### Work task
Write out the data once more, exactly as it reads.

-------------------------

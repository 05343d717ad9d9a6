//! Command-line interface components.

use crate::config::{AggregationConfig, CodeSelector, YearRange};
use crate::constants::{DEFAULT_END_YEAR, DEFAULT_MIN_COVERAGE, DEFAULT_START_YEAR};
use crate::discovery::{DataSource, default_data_dir};
use crate::models::{AggregateSeries, SeriesScope};
use crate::presenter::{DisplayMode, TableRenderer};
use crate::session::Session;
use anyhow::{Context, Result};
use clap::{Args as ClapArgs, Parser, Subcommand};
use colored::*;
use std::path::PathBuf;
use std::time::Instant;
use tracing::debug;

#[derive(Parser, Debug)]
#[command(name = "ghcn-trends")]
#[command(about = "Aggregate GHCN-M station temperature records into annual trends")]
#[command(version = env!("CARGO_PKG_VERSION"))]
pub struct Args {
    #[command(subcommand)]
    pub command: Command,

    /// Enable verbose logging
    #[arg(short, long, global = true)]
    pub verbose: bool,

    /// Only log errors
    #[arg(short, long, global = true, conflicts_with = "verbose")]
    pub quiet: bool,
}

#[derive(Subcommand, Debug)]
pub enum Command {
    /// Compute monthly averages from a GHCN-M data file
    Aggregate(AggregateArgs),
    /// Show a previously saved aggregate table
    Show(ShowArgs),
}

#[derive(ClapArgs, Debug)]
pub struct AggregateArgs {
    /// Data source (GHCN_QCU, GHCN_QCF or GHCN_QFE)
    #[arg(short, long, default_value = "GHCN_QCU")]
    pub source: String,

    /// Directory holding ghcnm.tavg.v4.*.dat files
    #[arg(long, conflicts_with = "data_file")]
    pub data_dir: Option<PathBuf>,

    /// Explicit data file, bypassing discovery
    #[arg(long)]
    pub data_file: Option<PathBuf>,

    /// Station code prefix; repeat to average a group of codes
    #[arg(short, long = "code", value_name = "CODE")]
    pub codes: Vec<String>,

    /// First year of the range
    #[arg(long, default_value_t = DEFAULT_START_YEAR)]
    pub start: i32,

    /// Last year of the range
    #[arg(long, default_value_t = DEFAULT_END_YEAR)]
    pub end: i32,

    /// Minimum number of stations for a year to be kept
    #[arg(long, default_value_t = DEFAULT_MIN_COVERAGE)]
    pub min_coverage: usize,

    /// Only use stations with complete data for every year in range
    #[arg(long)]
    pub full_range: bool,

    /// Print the station count for every kept year (with --full-range)
    #[arg(long)]
    pub per_year: bool,

    /// Write the aggregate table to this CSV file
    #[arg(short, long)]
    pub output: Option<PathBuf>,

    /// Display mode: a month name, OVERLAY or ANNUAL
    #[arg(short, long)]
    pub mode: Option<String>,
}

#[derive(ClapArgs, Debug)]
pub struct ShowArgs {
    /// Aggregate table written by `aggregate --output`
    #[arg(short, long)]
    pub input: PathBuf,

    /// Data source the table was computed from
    #[arg(short, long, default_value = "GHCN_QCU")]
    pub source: String,

    /// Station codes the table was computed for (title only)
    #[arg(short, long = "code", value_name = "CODE")]
    pub codes: Vec<String>,

    /// Display mode: a month name, OVERLAY or ANNUAL
    #[arg(short, long, default_value = "ANNUAL")]
    pub mode: String,
}

impl Args {
    pub fn log_level(&self) -> &'static str {
        // --per-year lines survive --quiet
        if self.verbose {
            "debug"
        } else if matches!(&self.command, Command::Aggregate(a) if a.per_year) {
            "info"
        } else if self.quiet {
            "error"
        } else {
            "warn"
        }
    }
}

impl AggregateArgs {
    /// Aggregation settings described by these arguments
    pub fn aggregation_config(&self) -> Result<AggregationConfig> {
        let year_range = YearRange::new(self.start, self.end)?;
        let mut config = AggregationConfig::default()
            .with_selector(CodeSelector::from_codes(self.codes.clone()))
            .with_year_range(year_range)
            .with_min_coverage(self.min_coverage);
        if self.full_range {
            config = config.with_full_range();
        }
        if self.per_year {
            config = config.with_verbose();
        }
        Ok(config)
    }
}

/// Set up structured logging
pub fn setup_logging(args: &Args) {
    use tracing_subscriber::{EnvFilter, fmt, layer::SubscriberExt, util::SubscriberInitExt};

    let log_level = args.log_level();
    let filter = EnvFilter::try_from_default_env()
        .unwrap_or_else(|_| EnvFilter::new(format!("ghcn_trends={}", log_level)));

    tracing_subscriber::registry()
        .with(filter)
        .with(
            fmt::layer()
                .with_target(false)
                .with_level(true)
                .with_writer(std::io::stderr)
                .compact(),
        )
        .init();

    debug!("Logging initialized at level: {}", log_level);
}

pub fn run(args: Args) -> Result<()> {
    match args.command {
        Command::Aggregate(aggregate) => run_aggregate(aggregate, args.quiet),
        Command::Show(show) => run_show(show),
    }
}

fn run_aggregate(args: AggregateArgs, quiet: bool) -> Result<()> {
    let start_time = Instant::now();
    let source: DataSource = args.source.parse()?;
    let config = args.aggregation_config()?;
    let mode = args
        .mode
        .as_deref()
        .map(str::parse::<DisplayMode>)
        .transpose()?;

    let mut session = Session::new();
    if !quiet {
        session = session.with_progress();
    }

    match &args.data_file {
        Some(path) => session
            .load_file(source, path)
            .with_context(|| format!("Failed to load {}", path.display()))?,
        None => {
            let data_dir = args.data_dir.clone().unwrap_or_else(default_data_dir);
            session
                .load_data(source, &data_dir)
                .with_context(|| format!("Failed to load {} from {}", source, data_dir.display()))?;
        }
    }

    let series = session.compute(&config).context("Aggregation failed")?;
    if !quiet {
        print_summary(series, start_time);
    }

    if let Some(output) = &args.output {
        session
            .save_averages(output)
            .with_context(|| format!("Failed to write {}", output.display()))?;
        if !quiet {
            println!("  {} {}", "Saved:".bright_cyan(), output.display());
        }
    }

    if let Some(mode) = mode {
        let mut renderer = TableRenderer::new(std::io::stdout().lock());
        session.show(mode, &mut renderer)?;
    }

    Ok(())
}

fn run_show(args: ShowArgs) -> Result<()> {
    let source: DataSource = args.source.parse()?;
    let mode: DisplayMode = args.mode.parse()?;
    let scope = SeriesScope::from(CodeSelector::from_codes(args.codes));

    let mut session = Session::new();
    session
        .load_averages(&args.input, source, scope)
        .with_context(|| format!("Failed to read {}", args.input.display()))?;

    let mut renderer = TableRenderer::new(std::io::stdout().lock());
    session.show(mode, &mut renderer)?;
    Ok(())
}

fn print_summary(series: &AggregateSeries, start_time: Instant) {
    println!("{}", "Aggregation complete".bright_green().bold());
    println!("  {} {}", "Scope:".bright_cyan(), series.scope);
    match (series.rows.first(), series.rows.last()) {
        (Some(first), Some(last)) => println!(
            "  {} {} ({}-{})",
            "Years:".bright_cyan(),
            series.len().to_string().bright_white().bold(),
            first.year,
            last.year
        ),
        _ => println!("  {} {}", "Years:".bright_cyan(), "none".yellow()),
    }
    println!(
        "  {} {:.2}s",
        "Elapsed:".bright_cyan(),
        start_time.elapsed().as_secs_f64()
    );
}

-------------------------

### Answer box
repository 05343d717ad9d9a6
//! Command-line interface components.

use crate::config::{AggregationConfig, CodeSelector, YearRange};
use crate::constants::{DEFAULT_END_YEAR, DEFAULT_MIN_COVERAGE, DEFAULT_START_YEAR};
use crate::discovery::{DataSource, default_data_dir};
use crate::models::{AggregateSeries, SeriesScope};
use crate::presenter::{DisplayMode, TableRenderer};
use crate::session::Session;
use anyhow::{Context, Result};
use clap::{Args as ClapArgs, Parser, Subcommand};
use colored::*;
use std::path::PathBuf;
use std::time::Instant;
use tracing::debug;

#[derive(Parser, Debug)]
#[command(name = "ghcn-trends")]
#[command(about = "Aggregate GHCN-M station temperature records into annual trends")]
#[command(version = env!("CARGO_PKG_VERSION"))]
pub struct Args {
    #[command(subcommand)]
    pub command: Command,

    /// Enable verbose logging
    #[arg(short, long, global = true)]
    pub verbose: bool,

    /// Only log errors
    #[arg(short, long, global = true, conflicts_with = "verbose")]
    pub quiet: bool,
}

#[derive(Subcommand, Debug)]
pub enum Command {
    /// Compute monthly averages from a GHCN-M data file
    Aggregate(AggregateArgs),
    /// Show a previously saved aggregate table
    Show(ShowArgs),
}

#[derive(ClapArgs, Debug)]
pub struct AggregateArgs {
    /// Data source (GHCN_QCU, GHCN_QCF or GHCN_QFE)
    #[arg(short, long, default_value = "GHCN_QCU")]
    pub source: String,

    /// Directory holding ghcnm.tavg.v4.*.dat files
    #[arg(long, conflicts_with = "data_file")]
    pub data_dir: Option<PathBuf>,

    /// Explicit data file, bypassing discovery
    #[arg(long)]
    pub data_file: Option<PathBuf>,

    /// Station code prefix; repeat to average a group of codes
    #[arg(short, long = "code", value_name = "CODE")]
    pub codes: Vec<String>,

    /// First year of the range
    #[arg(long, default_value_t = DEFAULT_START_YEAR)]
    pub start: i32,

    /// Last year of the range
    #[arg(long, default_value_t = DEFAULT_END_YEAR)]
    pub end: i32,

    /// Minimum number of stations for a year to be kept
    #[arg(long, default_value_t = DEFAULT_MIN_COVERAGE)]
    pub min_coverage: usize,

    /// Only use stations with complete data for every year in range
    #[arg(long)]
    pub full_range: bool,

    /// Print the station count for every kept year (with --full-range)
    #[arg(long)]
    pub per_year: bool,

    /// Write the aggregate table to this CSV file
    #[arg(short, long)]
    pub output: Option<PathBuf>,

    /// Display mode: a month name, OVERLAY or ANNUAL
    #[arg(short, long)]
    pub mode: Option<String>,
}

#[derive(ClapArgs, Debug)]
pub struct ShowArgs {
    /// Aggregate table written by `aggregate --output`
    #[arg(short, long)]
    pub input: PathBuf,

    /// Data source the table was computed from
    #[arg(short, long, default_value = "GHCN_QCU")]
    pub source: String,

    /// Station codes the table was computed for (title only)
    #[arg(short, long = "code", value_name = "CODE")]
    pub codes: Vec<String>,

    /// Display mode: a month name, OVERLAY or ANNUAL
    #[arg(short, long, default_value = "ANNUAL")]
    pub mode: String,
}

impl Args {
    pub fn log_level(&self) -> &'static str {
        // --per-year lines survive --quiet
        if self.verbose {
            "debug"
        } else if matches!(&self.command, Command::Aggregate(a) if a.per_year) {
            "info"
        } else if self.quiet {
            "error"
        } else {
            "warn"
        }
    }
}

impl AggregateArgs {
    /// Aggregation settings described by these arguments
    pub fn aggregation_config(&self) -> Result<AggregationConfig> {
        let year_range = YearRange::new(self.start, self.end)?;
        let mut config = AggregationConfig::default()
            .with_selector(CodeSelector::from_codes(self.codes.clone()))
            .with_year_range(year_range)
            .with_min_coverage(self.min_coverage);
        if self.full_range {
            config = config.with_full_range();
        }
        if self.per_year {
            config = config.with_verbose();
        }
        Ok(config)
    }
}

/// Set up structured logging
pub fn setup_logging(args: &Args) {
    use tracing_subscriber::{EnvFilter, fmt, layer::SubscriberExt, util::SubscriberInitExt};

    let log_level = args.log_level();
    let filter = EnvFilter::try_from_default_env()
        .unwrap_or_else(|_| EnvFilter::new(format!("ghcn_trends={}", log_level)));

    tracing_subscriber::registry()
        .with(filter)
        .with(
            fmt::layer()
                .with_target(false)
                .with_level(true)
                .with_writer(std::io::stderr)
                .compact(),
        )
        .init();

    debug!("Logging initialized at level: {}", log_level);
}

pub fn run(args: Args) -> Result<()> {
    match args.command {
        Command::Aggregate(aggregate) => run_aggregate(aggregate, args.quiet),
        Command::Show(show) => run_show(show),
    }
}

fn run_aggregate(args: AggregateArgs, quiet: bool) -> Result<()> {
    let start_time = Instant::now();
    let source: DataSource = args.source.parse()?;
    let config = args.aggregation_config()?;
    let mode = args
        .mode
        .as_deref()
        .map(str::parse::<DisplayMode>)
        .transpose()?;

    let mut session = Session::new();
    if !quiet {
        session = session.with_progress();
    }

    match &args.data_file {
        Some(path) => session
            .load_file(source, path)
            .with_context(|| format!("Failed to load {}", path.display()))?,
        None => {
            let data_dir = args.data_dir.clone().unwrap_or_else(default_data_dir);
            session
                .load_data(source, &data_dir)
                .with_context(|| format!("Failed to load {} from {}", source, data_dir.display()))?;
        }
    }

    let series = session.compute(&config).context("Aggregation failed")?;
    if !quiet {
        print_summary(series, start_time);
    }

    if let Some(output) = &args.output {
        session
            .save_averages(output)
            .with_context(|| format!("Failed to write {}", output.display()))?;
        if !quiet {
            println!("  {} {}", "Saved:".bright_cyan(), output.display());
        }
    }

    if let Some(mode) = mode {
        let mut renderer = TableRenderer::new(std::io::stdout().lock());
        session.show(mode, &mut renderer)?;
    }

    Ok(())
}

fn run_show(args: ShowArgs) -> Result<()> {
    let source: DataSource = args.source.parse()?;
    let mode: DisplayMode = args.mode.parse()?;
    let scope = SeriesScope::from(CodeSelector::from_codes(args.codes));

    let mut session = Session::new();
    session
        .load_averages(&args.input, source, scope)
        .with_context(|| format!("Failed to read {}", args.input.display()))?;

    let mut renderer = TableRenderer::new(std::io::stdout().lock());
    session.show(mode, &mut renderer)?;
    Ok(())
}

fn print_summary(series: &AggregateSeries, start_time: Instant) {
    println!("{}", "Aggregation complete".bright_green().bold());
    println!("  {} {}", "Scope:".bright_cyan(), series.scope);
    match (series.rows.first(), series.rows.last()) {
        (Some(first), Some(last)) => println!(
            "  {} {} ({}-{})",
            "Years:".bright_cyan(),
            series.len().to_string().bright_white().bold(),
            first.year,
            last.year
        ),
        _ => println!("  {} {}", "Years:".bright_cyan(), "none".yellow()),
    }
    println!(
        "  {} {:.2}s",
        "Elapsed:".bright_cyan(),
        start_time.elapsed().as_secs_f64()
    );
}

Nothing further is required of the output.